*** Block opens ***
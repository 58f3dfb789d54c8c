//! src/startup.rs
use crate::configuration::Settings;
use crate::dispatch::DispatchConfig;
use crate::email::{MailRelay, SmtpRelay};
use crate::routes::{health_check, home, send_bulk_email, UploadLimit};
use actix_web::dev::Server;
use actix_web::{web, App, HttpServer};
use anyhow::Context;
use std::net::TcpListener;
use std::sync::Arc;
use tracing_actix_web::TracingLogger;

pub struct Application {
    port: u16,
    server: Server,
}

impl Application {
    /// Builds the application against the SMTP relay described by `config.relay`.
    pub fn build(config: Settings) -> Result<Self, anyhow::Error> {
        let relay = SmtpRelay::new(&config.relay).context("Failed to configure the mail relay")?;

        tracing::info!(
            host = %config.relay.host,
            port = config.relay.port,
            user = %config.relay.user,
            "Mail relay configured"
        );
        if config.relay.accept_invalid_certs {
            tracing::warn!("TLS certificate verification for the mail relay is disabled");
        }

        let relay_check = relay.clone();
        tokio::spawn(async move {
            match relay_check.verify().await {
                Ok(true) => tracing::info!("Mail relay is ready to take our messages"),
                Ok(false) => tracing::warn!("Mail relay did not accept a test connection"),
                Err(e) => tracing::error!(error.cause_chain = ?e, "Mail relay connection error"),
            }
        });

        Self::build_with_relay(config, Arc::new(relay))
    }

    /// Builds the application around any relay; the tests use this to swap SMTP out.
    pub fn build_with_relay(
        config: Settings,
        relay: Arc<dyn MailRelay>,
    ) -> Result<Self, anyhow::Error> {
        let address = format!("{}:{}", config.application.host, config.application.port);
        let listener = TcpListener::bind(&address)
            .with_context(|| format!("Failed to bind {}", address))?;
        let port = listener.local_addr()?.port();

        let dispatch_config = config
            .dispatch_config()
            .context("Invalid sender configuration")?;
        tracing::info!(
            batch_size = dispatch_config.limits.batch_size(),
            daily_cap = dispatch_config.limits.daily_cap(),
            batch_delay_ms = dispatch_config.batch_delay.as_millis() as u64,
            "Dispatch limits"
        );

        let server = run(
            listener,
            relay,
            dispatch_config,
            UploadLimit(config.application.upload_limit_bytes),
        )?;

        Ok(Self { port, server })
    }

    pub fn port(&self) -> u16 {
        self.port
    }

    pub async fn run(self) -> std::io::Result<()> {
        self.server.await
    }
}

pub fn run(
    listener: TcpListener,
    relay: Arc<dyn MailRelay>,
    dispatch_config: DispatchConfig,
    upload_limit: UploadLimit,
) -> Result<Server, std::io::Error> {
    let relay: web::Data<dyn MailRelay> = web::Data::from(relay);
    let dispatch_config = web::Data::new(dispatch_config);
    let upload_limit = web::Data::new(upload_limit);

    let server = HttpServer::new(move || {
        App::new()
            .wrap(TracingLogger::default())
            .route("/health_check", web::get().to(health_check))
            .route("/send-bulk-email", web::post().to(send_bulk_email))
            .route("/", web::get().to(home))
            .app_data(relay.clone())
            .app_data(dispatch_config.clone())
            .app_data(upload_limit.clone())
    })
    .listen(listener)?
    .run();

    Ok(server)
}
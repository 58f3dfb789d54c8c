mod helpers;
mod home;
mod send_bulk_email;
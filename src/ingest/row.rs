//! src/ingest/row.rs
use std::io::Read;

#[derive(thiserror::Error, Debug)]
pub enum IngestionError {
    #[error("Failed to read the uploaded file: {0}")]
    Unreadable(#[from] csv::Error),
}

/// One record of an uploaded file, fields kept in column order.
#[derive(Debug, Clone, Default, PartialEq, Eq)]
pub struct Row(Vec<(String, String)>);

impl Row {
    /// Value of the column named exactly `key`.
    pub fn get(&self, key: &str) -> Option<&str> {
        self.0
            .iter()
            .find(|(name, _)| name == key)
            .map(|(_, value)| value.as_str())
    }

    /// Value of the left-most column.
    pub fn first(&self) -> Option<&str> {
        self.0.first().map(|(_, value)| value.as_str())
    }
}

impl<K, V> FromIterator<(K, V)> for Row
where
    K: Into<String>,
    V: Into<String>,
{
    fn from_iter<I: IntoIterator<Item = (K, V)>>(iter: I) -> Self {
        Self(
            iter.into_iter()
                .map(|(name, value)| (name.into(), value.into()))
                .collect(),
        )
    }
}

/// Lazily yields the rows of a CSV document whose first line names the columns.
///
/// Bytes that are not UTF-8 are decoded lossily, so a stray Latin-1 name does
/// not cost the rest of the file. Only a failing reader is an error, and the
/// source ends after yielding it.
#[derive(Debug)]
pub struct CsvRowSource<R> {
    reader: csv::Reader<R>,
    headers: Vec<String>,
    failed: bool,
}

impl<R: Read> CsvRowSource<R> {
    pub fn new(input: R) -> Result<Self, IngestionError> {
        let mut reader = csv::ReaderBuilder::new()
            .flexible(true)
            .trim(csv::Trim::Headers)
            .from_reader(input);
        let headers = reader.byte_headers()?.iter().map(lossy).collect();

        Ok(Self {
            reader,
            headers,
            failed: false,
        })
    }
}

fn lossy(field: &[u8]) -> String {
    String::from_utf8_lossy(field).into_owned()
}

impl<R: Read> Iterator for CsvRowSource<R> {
    type Item = Result<Row, IngestionError>;

    fn next(&mut self) -> Option<Self::Item> {
        if self.failed {
            return None;
        }

        let mut record = csv::ByteRecord::new();
        match self.reader.read_byte_record(&mut record) {
            Ok(true) => Some(Ok(self
                .headers
                .iter()
                .map(String::as_str)
                .zip(record.iter().map(lossy))
                .collect())),
            Ok(false) => None,
            Err(e) => {
                self.failed = true;
                Some(Err(e.into()))
            }
        }
    }
}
*** Block closes ***
— PROBLEM DETAILS —
From the entries above, select each line containing the string "record".

— ANSWER SPACE —
/// One record of an uploaded file, fields kept in column order.
        let mut record = csv::ByteRecord::new();
        match self.reader.read_byte_record(&mut record) {
                .zip(record.iter().map(lossy))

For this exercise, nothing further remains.